Since it began in 1974, it has grown to become a global platform for public outreach that is widely celebrated in over 100 countries.
June 17 World Day to Combat Desertification and Drought
The World Day to combat desertification, since 1995 promotes public awareness relating to international cooperation to combat desertification and the effects of drought.
The United Nations General Assembly declared in 1994, June 17 as the ‘World Day to Combat Desertification and Drought’ to promote public awareness of the issue. Implementation of the United Nations Convention to Combat Desertification in countries experiencing serious drought and/or desertification, particularly in Africa, began.
July 11 World Population Day
World Population day is an annual event, observed on July 11 every year, which seeks to raise awareness of global population issues. The Governing Council of the United Nations Development Programme established the event in 1989.
Inspired by public interest on Five Billion Day on July 11, 1987, approximately the date on which the world’s population reached five billion people.
September 16 World Ozone Day
The United Nations declared in 1994 this day as the ‘International Day for the Preservation of the Ozone Layer’. It is the day the Montreal Protocol was signed.
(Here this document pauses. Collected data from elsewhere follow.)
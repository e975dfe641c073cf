use axum::{extract::State, http::header, response::IntoResponse, Json};
use multiplexer_core::{Config, GateStatus, SlotPoolStatus};
use serde::Serialize;
use std::sync::Arc;

use crate::metrics::{collect_dynamic_metrics, encode_metrics};
use crate::state::AppState;

#[derive(Serialize)]
pub struct HealthResponse {
    pub status: String,
}

pub async fn health() -> Json<HealthResponse> {
    Json(HealthResponse {
        status: "ok".to_string(),
    })
}

pub async fn get_config(State(state): State<Arc<AppState>>) -> Json<Config> {
    Json(state.config().clone())
}

/// Occupancy snapshot of the admission gate and the shared fetch slots.
#[derive(Serialize)]
pub struct StatusResponse {
    pub admission: GateStatus,
    /// `None` when each batch gets its own slot pool.
    pub fetch_slots: Option<SlotPoolStatus>,
    pub max_batch_size: usize,
}

pub async fn get_status(State(state): State<Arc<AppState>>) -> Json<StatusResponse> {
    let dispatcher = state.dispatcher();
    Json(StatusResponse {
        admission: dispatcher.gate().status(),
        fetch_slots: dispatcher
            .multiplexer()
            .shared_slots()
            .map(|pool| pool.status()),
        max_batch_size: dispatcher.multiplexer().max_batch_size(),
    })
}

pub async fn get_metrics(State(state): State<Arc<AppState>>) -> impl IntoResponse {
    collect_dynamic_metrics(&state);
    (
        [(header::CONTENT_TYPE, "text/plain; version=0.0.4")],
        encode_metrics(),
    )
}
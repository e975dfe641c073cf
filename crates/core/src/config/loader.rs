use figment::{
    providers::{Env, Format, Toml},
    Figment,
};
use std::path::Path;

use super::{types::Config, ConfigError};

/// Load configuration from file with environment variable overrides.
///
/// Nested keys are addressed with a double underscore, e.g.
/// `MULTIPLEXER_LIMITS__MAX_BATCH_SIZE=50`.
pub fn load_config(path: &Path) -> Result<Config, ConfigError> {
    if !path.exists() {
        return Err(ConfigError::FileNotFound(path.display().to_string()));
    }

    let config: Config = Figment::new()
        .merge(Toml::file(path))
        .merge(Env::prefixed("MULTIPLEXER_").split("__"))
        .extract()
        .map_err(|e| ConfigError::ParseError(e.to_string()))?;

    Ok(config)
}

/// Load configuration from TOML string (useful for testing)
pub fn load_config_from_str(toml_str: &str) -> Result<Config, ConfigError> {
    toml::from_str(toml_str).map_err(|e| ConfigError::ParseError(e.to_string()))
}
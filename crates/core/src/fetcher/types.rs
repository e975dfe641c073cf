//! Types for the fetch adapter.

use async_trait::async_trait;
use serde_json::Value;
use std::time::Duration;
use thiserror::Error;
use tokio_util::sync::CancellationToken;

/// Retrieves one target and decodes it into a structured value.
#[async_trait]
pub trait Fetcher: Send + Sync {
    /// Fetcher name, for logs.
    fn name(&self) -> &str;

    /// Fetch a single target.
    ///
    /// Must return promptly once `scope` is cancelled, and must not take
    /// longer than `timeout`.
    async fn fetch(
        &self,
        target: &str,
        scope: &CancellationToken,
        timeout: Duration,
    ) -> Result<Value, FetchError>;
}

/// Failure to retrieve or decode one target.
#[derive(Debug, Clone, Error, PartialEq, Eq)]
#[error("Fetching {target} failed: {kind}")]
pub struct FetchError {
    /// The target that failed.
    pub target: String,
    /// What went wrong.
    pub kind: FetchErrorKind,
}

impl FetchError {
    pub fn new(target: impl Into<String>, kind: FetchErrorKind) -> Self {
        Self {
            target: target.into(),
            kind,
        }
    }

    pub fn timeout(target: impl Into<String>, timeout: Duration) -> Self {
        Self::new(
            target,
            FetchErrorKind::Timeout {
                timeout_ms: timeout.as_millis() as u64,
            },
        )
    }

    pub fn cancelled(target: impl Into<String>) -> Self {
        Self::new(target, FetchErrorKind::Cancelled)
    }

    pub fn is_cancelled(&self) -> bool {
        matches!(self.kind, FetchErrorKind::Cancelled)
    }
}

/// Failure causes, kept apart for reporting only.
#[derive(Debug, Clone, Error, PartialEq, Eq)]
pub enum FetchErrorKind {
    #[error("invalid target URL: {0}")]
    InvalidTarget(String),

    #[error("transport error: {0}")]
    Transport(String),

    #[error("timed out after {timeout_ms} ms")]
    Timeout { timeout_ms: u64 },

    #[error("unexpected HTTP status {status}")]
    Status { status: u16 },

    #[error("response body exceeds {limit} bytes")]
    BodyTooLarge { limit: usize },

    #[error("payload is not valid JSON: {0}")]
    Decode(String),

    #[error("cancelled")]
    Cancelled,
}
use super::{types::Config, ConfigError};

/// Validate configuration
/// Currently validates:
/// - Server port is not 0
/// - Every limit is greater than 0
/// - The per-fetch timeout fits inside the batch deadline
pub fn validate_config(config: &Config) -> Result<(), ConfigError> {
    if config.server.port == 0 {
        return Err(ConfigError::ValidationError(
            "server.port cannot be 0".to_string(),
        ));
    }

    let limits = &config.limits;
    for (name, value) in [
        ("limits.max_batch_size", limits.max_batch_size as u64),
        (
            "limits.max_concurrent_batches",
            limits.max_concurrent_batches as u64,
        ),
        (
            "limits.max_concurrent_fetches",
            limits.max_concurrent_fetches as u64,
        ),
        ("limits.fetch_timeout_ms", limits.fetch_timeout_ms),
        ("limits.batch_timeout_ms", limits.batch_timeout_ms),
        (
            "fetcher.max_response_bytes",
            config.fetcher.max_response_bytes as u64,
        ),
    ] {
        if value == 0 {
            return Err(ConfigError::ValidationError(format!(
                "{} must be greater than 0",
                name
            )));
        }
    }

    // A fetch outliving the batch deadline would be cut off by the outer
    // scope instead of reporting its own timeout.
    if limits.fetch_timeout_ms > limits.batch_timeout_ms {
        return Err(ConfigError::ValidationError(format!(
            "limits.fetch_timeout_ms ({}) cannot exceed limits.batch_timeout_ms ({})",
            limits.fetch_timeout_ms, limits.batch_timeout_ms
        )));
    }

    Ok(())
}
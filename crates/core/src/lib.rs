pub mod admission;
pub mod config;
pub mod dispatcher;
pub mod fetcher;
pub mod metrics;
pub mod multiplexer;
pub mod testing;

pub use admission::{AdmissionGate, AdmissionTicket, GateStatus};
pub use config::{
    load_config, load_config_from_str, validate_config, Config, ConfigError, FetcherConfig,
    LimitsConfig, ServerConfig, SlotScope,
};
pub use dispatcher::BatchDispatcher;
pub use fetcher::{FetchError, FetchErrorKind, Fetcher, HttpFetcher};
pub use multiplexer::{
    BatchError, BatchMultiplexer, BatchRequest, BatchResult, FetchSlot, FetchSlotPool,
    SlotPoolStatus, ValidationError,
};
mod loader;
mod types;
mod validate;

pub use loader::{load_config, load_config_from_str};
pub use types::*;
pub use validate::validate_config;

use thiserror::Error;

#[derive(Debug, Error)]
pub enum ConfigError {
    #[error("Configuration file not found: {0}")]
    FileNotFound(String),

    #[error("Failed to parse configuration: {0}")]
    ParseError(String),

    #[error("Configuration validation failed: {0}")]
    ValidationError(String),
}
The Montreal Protocol on Substances that Deplete the Ozone Layer (a protocol to the Vienna Convention for the Protection of the Ozone Layer) is an international treaty designed to protect the ozone layer by phasing out the production of numerous substances that are responsible for ozone depletion.
On August 26, 1987, it was proposed and entered into force on 26 August 1989. Montreal is the most populous city in Quebec and the second most populous municipality in Canada.
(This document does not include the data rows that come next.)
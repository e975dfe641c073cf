//! Outbound fetch concurrency limiter.

use std::sync::atomic::{AtomicU64, AtomicUsize, Ordering};
use std::sync::Arc;

use serde::Serialize;
use tokio::sync::{AcquireError, OwnedSemaphorePermit, Semaphore};

use crate::metrics::FETCHES_IN_FLIGHT;

/// Snapshot of a fetch slot pool.
#[derive(Debug, Clone, Serialize, PartialEq, Eq)]
pub struct SlotPoolStatus {
    pub max_concurrent: usize,
    pub in_flight: usize,
    pub peak_in_flight: usize,
    pub total_acquired: u64,
}

#[derive(Debug, Default)]
struct SlotStats {
    in_flight: AtomicUsize,
    peak_in_flight: AtomicUsize,
    total_acquired: AtomicU64,
}

/// Pool of fetch slots.
///
/// A fetch holds one slot from before it starts until it exits, so at most
/// `max_concurrent` fetches drawing from the same pool are ever in flight.
#[derive(Debug)]
pub struct FetchSlotPool {
    semaphore: Arc<Semaphore>,
    max_concurrent: usize,
    stats: Arc<SlotStats>,
}

impl FetchSlotPool {
    /// # Panics
    ///
    /// Panics if `max_concurrent` is 0.
    pub fn new(max_concurrent: usize) -> Self {
        assert!(max_concurrent > 0, "max_concurrent must be > 0");

        Self {
            semaphore: Arc::new(Semaphore::new(max_concurrent)),
            max_concurrent,
            stats: Arc::new(SlotStats::default()),
        }
    }

    /// Waits for a free slot.
    pub async fn acquire(&self) -> Result<FetchSlot, AcquireError> {
        let permit = Arc::clone(&self.semaphore).acquire_owned().await?;

        let current = self.stats.in_flight.fetch_add(1, Ordering::Relaxed) + 1;
        self.stats.total_acquired.fetch_add(1, Ordering::Relaxed);
        self.stats
            .peak_in_flight
            .fetch_max(current, Ordering::Relaxed);
        FETCHES_IN_FLIGHT.inc();

        Ok(FetchSlot {
            _permit: permit,
            stats: Arc::clone(&self.stats),
        })
    }

    pub fn max_concurrent(&self) -> usize {
        self.max_concurrent
    }

    pub fn in_flight(&self) -> usize {
        self.stats.in_flight.load(Ordering::Relaxed)
    }

    pub fn peak_in_flight(&self) -> usize {
        self.stats.peak_in_flight.load(Ordering::Relaxed)
    }

    pub fn available(&self) -> usize {
        self.semaphore.available_permits()
    }

    pub fn status(&self) -> SlotPoolStatus {
        SlotPoolStatus {
            max_concurrent: self.max_concurrent,
            in_flight: self.in_flight(),
            peak_in_flight: self.peak_in_flight(),
            total_acquired: self.stats.total_acquired.load(Ordering::Relaxed),
        }
    }
}

/// Permission for one fetch to be in flight. Released on drop.
#[derive(Debug)]
pub struct FetchSlot {
    _permit: OwnedSemaphorePermit,
    stats: Arc<SlotStats>,
}

impl Drop for FetchSlot {
    fn drop(&mut self) {
        self.stats.in_flight.fetch_sub(1, Ordering::Relaxed);
        FETCHES_IN_FLIGHT.dec();
    }
}
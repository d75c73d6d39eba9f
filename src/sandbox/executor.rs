use async_trait::async_trait;

use crate::harness::HarnessProgram;

use super::RunOutput;

/// Capability to run a harness program in isolation from the caller
///
/// Implementations decide where the program runs (a local process, a
/// container, a VM); the grader only sees the captured output. A process
/// that fails or misbehaves is reported through [`RunOutput::exit_error`],
/// while `Err` is reserved for failures of the executor itself.
#[async_trait]
pub trait Executor: Send + Sync {
    async fn run(&self, program: &HarnessProgram) -> anyhow::Result<RunOutput>;
}
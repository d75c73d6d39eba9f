use std::collections::VecDeque;

use tokio::sync::{Mutex, Notify, oneshot};

use crate::verdict::Verdict;

/// A submission waiting for a free worker
pub struct GradeJob {
    pub id: u32,
    pub user_id: u32,
    pub code: String,
    pub responder: oneshot::Sender<Verdict>,
}

/// Bounded FIFO of pending submissions
pub struct JobQueue {
    queue: Mutex<VecDeque<GradeJob>>,
    notify: Notify,
    capacity: usize,
}

impl JobQueue {
    pub fn new(capacity: usize) -> Self {
        Self {
            queue: Mutex::new(VecDeque::with_capacity(capacity)),
            notify: Notify::new(),
            capacity,
        }
    }

    /// Enqueues `job`, or hands it back if `capacity` jobs are already waiting
    pub async fn push(&self, job: GradeJob) -> Result<(), GradeJob> {
        {
            let mut queue = self.queue.lock().await;
            if queue.len() >= self.capacity {
                return Err(job);
            }
            queue.push_back(job);
        }
        self.notify.notify_one();
        Ok(())
    }

    pub async fn pop(&self) -> GradeJob {
        loop {
            if let Some(job) = self.queue.lock().await.pop_front() {
                return job;
            }
            self.notify.notified().await;
        }
    }

    #[cfg(test)]
    pub async fn len(&self) -> usize {
        self.queue.lock().await.len()
    }
}
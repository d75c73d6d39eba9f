use std::sync::Arc;

use tokio_util::sync::CancellationToken;

use crate::grader::Grader;
use crate::queue::{GradeJob, JobQueue};

/// Pulls submissions off `queue` and grades them one at a time
///
/// Running N of these bounds the number of live interpreter processes to N.
pub async fn worker(id: usize, grader: Grader, queue: Arc<JobQueue>, token: CancellationToken) {
    log::info!("Worker {id} initialized");

    loop {
        tokio::select! {
            _ = token.cancelled() => {
                log::info!("Worker {id} received shutdown signal, stopping");
                break;
            }

            job = queue.pop() => {
                let GradeJob { id: job_id, user_id, code, responder } = job;
                log::info!("Worker {id} got job {job_id} (user {user_id}) from queue");

                let verdict = grader.grade(&code).await;
                log::info!(
                    "Job {job_id} finished on worker {id}: success={}, time={}",
                    verdict.success,
                    verdict.execution_time.as_deref().unwrap_or("-")
                );

                if responder.send(verdict).is_err() {
                    log::warn!("Failed to send job {job_id} result back to server");
                }
            }
        };
    }

    log::info!("Worker {id} has shut down gracefully");
}

#[cfg(test)]
mod tests {
    use super::*;
    use crate::harness::HarnessProgram;
    use crate::sandbox::{Executor, RunOutput};
    use async_trait::async_trait;
    use tokio::sync::oneshot;

    struct FixedExecutor(&'static str);

    #[async_trait]
    impl Executor for FixedExecutor {
        async fn run(&self, _program: &HarnessProgram) -> anyhow::Result<RunOutput> {
            Ok(RunOutput {
                stdout: self.0.to_string(),
                ..Default::default()
            })
        }
    }

    #[tokio::test]
    async fn test_worker_answers_and_stops() {
        let grader = Grader::new(Arc::new(FixedExecutor(r#"[{"error": "ValueError: nope"}]"#)));
        let queue = Arc::new(JobQueue::new(4));
        let token = CancellationToken::new();
        let handle = tokio::spawn(worker(1, grader, queue.clone(), token.clone()));

        let (responder, rx) = oneshot::channel();
        let pushed = queue
            .push(GradeJob {
                id: 1,
                user_id: 3,
                code: "def two_sum(a, b):\n    return a\n".to_string(),
                responder,
            })
            .await;
        assert!(pushed.is_ok());

        let verdict = rx.await.unwrap();
        assert!(!verdict.success);
        assert_eq!(verdict.error.as_deref(), Some("ValueError: nope"));

        token.cancel();
        handle.await.unwrap();
    }
}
It is named after Mount Royal, the triple-peaked hill in the heart of the city.
World Habitat Day
The earth is the habitat of not only human beings but also all living creatures. Increasing human activities is threatening the habitat of other living things. To highlight the fact World Habitat Day is observed every year on the first Monday of October throughout the world. First celebrated in 1986 by the United Nations.
October 2-8 National Wildlife Week
In order to orient the common man towards the protection of wildlife, the Indian Board of Wild Life (IBWL) decided to observe the Wildlife Week and since then from October 2 – 8 every year organize different activities related to wildlife conservation to commemorate this week. Wildlife Week celebrated all over the country, offers to preserve fauna means the animal life of the India.
October 4 World Animal Welfare Day
World Animal Day is an international day of action for animal rights and welfare celebrated annually on October 4, the feast day of Francis of Assisi, the patron saint of animals.
Saint Francis of Assisi was an Italian Roman Catholic friar and preacher. He later became associated with patronage of animals and the natural environment.
It started in 1931 at a convention of ecologists in Florence, Italy who wished to highlight the plight of endangered species.
December 2 Bhopal Tragedy Day
Bhopal disaster, also known as Bhopal gas tragedy, was a gas leak incident in India, considered the world’s worst industrial disaster.
It occurred on the night of 2–3 December 1984 at the Union Carbide India Limited (UCIL) pesticide plant in Bhopal, Madhya Pradesh. Over 500,000 people were exposed to methyl isocyanate (MIC) gas and other chemicals.
The toxic substance made its way into and around the shantytowns located near the plant.
The official immediate death toll was 2,259. The government of Madhya Pradesh confirmed 3,787 deaths related to the gas release.